== Segment start ==
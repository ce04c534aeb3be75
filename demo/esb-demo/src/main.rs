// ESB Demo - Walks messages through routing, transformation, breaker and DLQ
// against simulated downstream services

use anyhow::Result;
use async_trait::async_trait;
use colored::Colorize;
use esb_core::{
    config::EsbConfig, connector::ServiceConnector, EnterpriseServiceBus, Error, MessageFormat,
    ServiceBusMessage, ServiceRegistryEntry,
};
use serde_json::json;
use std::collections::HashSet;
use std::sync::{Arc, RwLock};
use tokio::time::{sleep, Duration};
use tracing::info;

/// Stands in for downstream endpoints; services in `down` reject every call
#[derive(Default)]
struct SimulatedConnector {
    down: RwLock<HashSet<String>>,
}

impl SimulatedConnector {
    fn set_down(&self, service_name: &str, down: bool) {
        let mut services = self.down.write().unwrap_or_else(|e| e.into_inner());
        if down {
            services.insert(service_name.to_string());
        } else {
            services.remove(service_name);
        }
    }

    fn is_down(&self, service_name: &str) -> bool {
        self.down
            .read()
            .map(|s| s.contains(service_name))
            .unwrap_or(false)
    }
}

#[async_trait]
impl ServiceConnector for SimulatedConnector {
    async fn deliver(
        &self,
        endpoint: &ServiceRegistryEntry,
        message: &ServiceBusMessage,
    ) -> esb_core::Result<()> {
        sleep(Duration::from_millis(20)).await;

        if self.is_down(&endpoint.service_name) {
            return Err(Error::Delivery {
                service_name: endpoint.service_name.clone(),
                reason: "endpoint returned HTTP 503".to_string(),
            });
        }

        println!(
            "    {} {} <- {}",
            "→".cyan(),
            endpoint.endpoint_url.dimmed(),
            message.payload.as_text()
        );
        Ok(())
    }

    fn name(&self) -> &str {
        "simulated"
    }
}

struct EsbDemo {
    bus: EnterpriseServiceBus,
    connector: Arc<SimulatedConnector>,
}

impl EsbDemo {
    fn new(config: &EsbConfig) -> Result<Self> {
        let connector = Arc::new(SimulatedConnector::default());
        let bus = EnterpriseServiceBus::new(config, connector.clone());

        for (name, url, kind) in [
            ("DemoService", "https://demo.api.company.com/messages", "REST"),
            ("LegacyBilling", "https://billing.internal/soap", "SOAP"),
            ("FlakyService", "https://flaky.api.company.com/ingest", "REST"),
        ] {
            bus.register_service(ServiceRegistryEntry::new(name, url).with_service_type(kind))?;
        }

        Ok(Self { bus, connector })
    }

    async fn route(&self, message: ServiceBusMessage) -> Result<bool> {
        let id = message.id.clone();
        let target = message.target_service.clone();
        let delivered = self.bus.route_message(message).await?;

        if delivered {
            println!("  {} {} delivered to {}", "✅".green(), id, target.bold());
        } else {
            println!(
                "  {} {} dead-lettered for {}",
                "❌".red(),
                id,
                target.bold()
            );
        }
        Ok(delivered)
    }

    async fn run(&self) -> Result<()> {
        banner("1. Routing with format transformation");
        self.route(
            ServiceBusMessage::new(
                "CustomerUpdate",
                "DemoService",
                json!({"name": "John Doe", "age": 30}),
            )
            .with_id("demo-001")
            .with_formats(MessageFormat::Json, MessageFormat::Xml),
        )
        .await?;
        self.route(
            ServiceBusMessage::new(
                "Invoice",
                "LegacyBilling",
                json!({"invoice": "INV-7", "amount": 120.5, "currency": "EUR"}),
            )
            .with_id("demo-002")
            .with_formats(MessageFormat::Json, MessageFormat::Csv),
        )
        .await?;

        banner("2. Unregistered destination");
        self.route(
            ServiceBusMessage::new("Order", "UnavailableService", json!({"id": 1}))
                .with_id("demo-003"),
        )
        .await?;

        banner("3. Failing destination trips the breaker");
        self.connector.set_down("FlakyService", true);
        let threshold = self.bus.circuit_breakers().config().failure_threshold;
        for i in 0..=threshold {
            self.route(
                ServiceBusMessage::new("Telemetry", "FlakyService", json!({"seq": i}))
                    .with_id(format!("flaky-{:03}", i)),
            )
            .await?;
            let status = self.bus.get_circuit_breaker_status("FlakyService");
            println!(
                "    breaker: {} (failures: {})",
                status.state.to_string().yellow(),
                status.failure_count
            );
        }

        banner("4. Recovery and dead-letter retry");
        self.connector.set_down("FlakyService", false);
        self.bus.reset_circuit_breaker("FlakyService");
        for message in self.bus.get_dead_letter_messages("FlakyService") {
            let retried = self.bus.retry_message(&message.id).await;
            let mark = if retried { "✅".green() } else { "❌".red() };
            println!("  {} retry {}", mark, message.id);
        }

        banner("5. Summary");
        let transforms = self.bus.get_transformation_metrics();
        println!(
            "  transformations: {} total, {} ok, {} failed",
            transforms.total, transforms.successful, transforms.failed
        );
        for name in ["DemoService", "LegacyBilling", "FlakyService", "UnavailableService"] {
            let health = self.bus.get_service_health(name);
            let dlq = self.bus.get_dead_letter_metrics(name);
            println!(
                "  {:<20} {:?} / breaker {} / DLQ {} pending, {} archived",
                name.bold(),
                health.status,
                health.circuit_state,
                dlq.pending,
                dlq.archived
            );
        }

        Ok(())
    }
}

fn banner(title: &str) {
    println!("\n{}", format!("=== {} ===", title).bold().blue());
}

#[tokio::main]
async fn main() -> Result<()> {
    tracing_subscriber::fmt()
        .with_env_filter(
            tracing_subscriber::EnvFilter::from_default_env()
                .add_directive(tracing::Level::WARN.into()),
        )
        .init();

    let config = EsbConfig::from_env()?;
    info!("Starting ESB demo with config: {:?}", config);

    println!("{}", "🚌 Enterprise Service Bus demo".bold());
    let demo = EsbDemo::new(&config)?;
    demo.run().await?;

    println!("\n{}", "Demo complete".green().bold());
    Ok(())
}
== Segment end ==
== Segment start ==
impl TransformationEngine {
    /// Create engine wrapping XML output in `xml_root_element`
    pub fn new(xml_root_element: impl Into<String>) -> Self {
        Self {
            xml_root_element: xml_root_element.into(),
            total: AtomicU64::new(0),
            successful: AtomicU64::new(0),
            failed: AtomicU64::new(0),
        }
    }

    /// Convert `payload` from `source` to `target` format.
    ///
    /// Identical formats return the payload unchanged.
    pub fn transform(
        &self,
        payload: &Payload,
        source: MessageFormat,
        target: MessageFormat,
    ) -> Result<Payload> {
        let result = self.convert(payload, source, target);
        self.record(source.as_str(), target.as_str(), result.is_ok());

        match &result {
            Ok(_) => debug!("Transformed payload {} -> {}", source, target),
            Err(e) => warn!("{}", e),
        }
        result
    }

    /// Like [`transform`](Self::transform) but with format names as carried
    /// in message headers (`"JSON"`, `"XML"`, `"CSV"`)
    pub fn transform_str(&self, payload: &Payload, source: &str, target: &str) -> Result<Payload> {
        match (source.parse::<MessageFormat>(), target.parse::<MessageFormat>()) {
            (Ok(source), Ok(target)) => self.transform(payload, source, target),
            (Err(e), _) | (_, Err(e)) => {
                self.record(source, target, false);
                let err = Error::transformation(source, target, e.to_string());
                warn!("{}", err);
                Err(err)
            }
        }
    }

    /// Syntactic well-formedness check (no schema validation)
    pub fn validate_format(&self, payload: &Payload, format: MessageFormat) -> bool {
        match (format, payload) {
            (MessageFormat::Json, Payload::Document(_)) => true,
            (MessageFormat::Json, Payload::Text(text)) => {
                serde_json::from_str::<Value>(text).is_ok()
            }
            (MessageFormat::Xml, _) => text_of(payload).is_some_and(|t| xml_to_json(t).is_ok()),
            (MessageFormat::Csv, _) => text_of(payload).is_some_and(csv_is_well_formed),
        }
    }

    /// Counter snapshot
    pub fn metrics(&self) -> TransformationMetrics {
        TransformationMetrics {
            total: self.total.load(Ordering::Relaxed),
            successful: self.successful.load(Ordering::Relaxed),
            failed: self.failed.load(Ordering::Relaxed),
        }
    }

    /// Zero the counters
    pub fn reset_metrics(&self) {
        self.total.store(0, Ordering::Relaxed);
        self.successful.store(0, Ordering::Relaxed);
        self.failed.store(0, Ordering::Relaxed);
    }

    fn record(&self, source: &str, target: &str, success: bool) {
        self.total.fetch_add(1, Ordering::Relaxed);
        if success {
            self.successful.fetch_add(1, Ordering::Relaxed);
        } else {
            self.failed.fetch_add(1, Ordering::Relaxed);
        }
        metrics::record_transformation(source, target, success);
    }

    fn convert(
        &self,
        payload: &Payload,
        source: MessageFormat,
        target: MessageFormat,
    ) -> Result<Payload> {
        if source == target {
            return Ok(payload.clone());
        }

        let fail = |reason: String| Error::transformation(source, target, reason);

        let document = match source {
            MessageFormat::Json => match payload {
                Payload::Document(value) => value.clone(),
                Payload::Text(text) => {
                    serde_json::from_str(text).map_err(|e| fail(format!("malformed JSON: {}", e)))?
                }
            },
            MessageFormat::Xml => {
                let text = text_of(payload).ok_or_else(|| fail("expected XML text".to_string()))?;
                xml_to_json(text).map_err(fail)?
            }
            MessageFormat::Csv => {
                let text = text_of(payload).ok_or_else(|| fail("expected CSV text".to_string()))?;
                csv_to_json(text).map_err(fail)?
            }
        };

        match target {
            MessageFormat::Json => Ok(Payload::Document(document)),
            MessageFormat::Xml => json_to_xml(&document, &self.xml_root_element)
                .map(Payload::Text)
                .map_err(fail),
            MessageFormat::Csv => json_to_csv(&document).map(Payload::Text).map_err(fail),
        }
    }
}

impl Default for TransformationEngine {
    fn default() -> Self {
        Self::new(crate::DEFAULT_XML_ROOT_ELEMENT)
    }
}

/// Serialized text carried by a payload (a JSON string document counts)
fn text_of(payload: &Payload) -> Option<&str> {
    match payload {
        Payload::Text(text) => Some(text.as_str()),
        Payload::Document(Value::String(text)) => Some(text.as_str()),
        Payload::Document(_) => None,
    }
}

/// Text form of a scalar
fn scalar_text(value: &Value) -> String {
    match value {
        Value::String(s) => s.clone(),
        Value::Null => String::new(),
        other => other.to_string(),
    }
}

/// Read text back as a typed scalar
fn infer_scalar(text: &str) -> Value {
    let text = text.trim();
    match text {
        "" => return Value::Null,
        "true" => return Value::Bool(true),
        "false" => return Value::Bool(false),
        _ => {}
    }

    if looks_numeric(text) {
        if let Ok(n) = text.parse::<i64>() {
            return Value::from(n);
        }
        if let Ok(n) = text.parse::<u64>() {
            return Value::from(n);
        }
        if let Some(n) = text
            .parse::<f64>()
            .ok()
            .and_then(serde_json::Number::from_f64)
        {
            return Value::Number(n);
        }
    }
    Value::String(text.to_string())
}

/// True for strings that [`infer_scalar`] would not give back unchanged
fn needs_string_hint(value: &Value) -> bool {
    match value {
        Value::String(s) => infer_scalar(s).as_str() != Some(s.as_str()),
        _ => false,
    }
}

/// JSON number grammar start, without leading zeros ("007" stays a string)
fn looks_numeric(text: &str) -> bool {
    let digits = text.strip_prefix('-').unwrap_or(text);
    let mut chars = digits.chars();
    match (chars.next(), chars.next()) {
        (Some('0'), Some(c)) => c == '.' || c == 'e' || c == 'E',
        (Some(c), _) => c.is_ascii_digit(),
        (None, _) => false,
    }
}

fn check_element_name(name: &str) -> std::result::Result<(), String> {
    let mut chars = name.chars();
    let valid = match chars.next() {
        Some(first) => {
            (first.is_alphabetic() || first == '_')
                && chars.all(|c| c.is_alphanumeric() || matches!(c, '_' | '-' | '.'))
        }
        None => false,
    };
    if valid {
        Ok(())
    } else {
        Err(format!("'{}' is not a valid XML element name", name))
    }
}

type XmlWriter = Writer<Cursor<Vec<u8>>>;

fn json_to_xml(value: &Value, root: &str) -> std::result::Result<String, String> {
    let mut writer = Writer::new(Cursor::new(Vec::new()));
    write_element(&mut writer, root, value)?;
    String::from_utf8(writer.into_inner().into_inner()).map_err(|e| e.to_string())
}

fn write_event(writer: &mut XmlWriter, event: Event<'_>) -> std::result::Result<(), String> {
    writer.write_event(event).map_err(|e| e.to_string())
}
== Segment end ==
== Segment start ==
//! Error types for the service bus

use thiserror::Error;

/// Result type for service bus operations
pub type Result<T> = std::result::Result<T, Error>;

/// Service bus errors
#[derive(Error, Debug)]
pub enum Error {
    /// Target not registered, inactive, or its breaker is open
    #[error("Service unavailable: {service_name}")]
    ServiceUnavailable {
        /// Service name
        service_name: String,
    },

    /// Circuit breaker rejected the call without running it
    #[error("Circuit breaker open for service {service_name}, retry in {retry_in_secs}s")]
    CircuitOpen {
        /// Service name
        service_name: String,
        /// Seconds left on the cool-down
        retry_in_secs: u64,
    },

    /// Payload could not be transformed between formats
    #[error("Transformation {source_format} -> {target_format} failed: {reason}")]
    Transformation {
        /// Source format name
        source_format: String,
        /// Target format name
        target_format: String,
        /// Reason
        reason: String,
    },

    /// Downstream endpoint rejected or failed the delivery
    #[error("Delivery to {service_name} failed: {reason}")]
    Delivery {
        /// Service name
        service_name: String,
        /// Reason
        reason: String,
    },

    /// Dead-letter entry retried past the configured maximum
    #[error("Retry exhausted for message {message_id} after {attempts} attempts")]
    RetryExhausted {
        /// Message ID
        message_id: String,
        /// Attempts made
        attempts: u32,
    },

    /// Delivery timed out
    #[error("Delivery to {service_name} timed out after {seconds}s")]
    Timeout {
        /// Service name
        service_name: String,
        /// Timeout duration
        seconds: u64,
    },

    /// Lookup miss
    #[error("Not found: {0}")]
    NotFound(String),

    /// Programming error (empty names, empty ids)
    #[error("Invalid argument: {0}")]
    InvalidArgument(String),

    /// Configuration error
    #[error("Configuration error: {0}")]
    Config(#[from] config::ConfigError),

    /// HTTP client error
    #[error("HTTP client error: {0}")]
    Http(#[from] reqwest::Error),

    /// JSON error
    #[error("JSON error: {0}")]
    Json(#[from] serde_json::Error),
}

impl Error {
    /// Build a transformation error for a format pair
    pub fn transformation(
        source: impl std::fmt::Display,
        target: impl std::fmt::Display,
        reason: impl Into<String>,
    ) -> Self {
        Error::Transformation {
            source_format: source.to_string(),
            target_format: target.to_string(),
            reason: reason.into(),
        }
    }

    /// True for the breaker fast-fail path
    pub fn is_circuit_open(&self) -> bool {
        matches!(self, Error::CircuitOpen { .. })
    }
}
== Segment end ==
▶ **Work instruction**:
Looking at the records above, return exactly the lines from the line with "repository ce04c534aeb3be75" to the line with "#[derive(Default)]", both ends included.

▶ **Solved problem**:
repository ce04c534aeb3be75
filename demo/esb-demo/src/main.rs
// ESB Demo - Walks messages through routing, transformation, breaker and DLQ
// against simulated downstream services

use anyhow::Result;
use async_trait::async_trait;
use colored::Colorize;
use esb_core::{
    config::EsbConfig, connector::ServiceConnector, EnterpriseServiceBus, Error, MessageFormat,
    ServiceBusMessage, ServiceRegistryEntry,
};
use serde_json::json;
use std::collections::HashSet;
use std::sync::{Arc, RwLock};
use tokio::time::{sleep, Duration};
use tracing::info;

/// Stands in for downstream endpoints; services in `down` reject every call
#[derive(Default)]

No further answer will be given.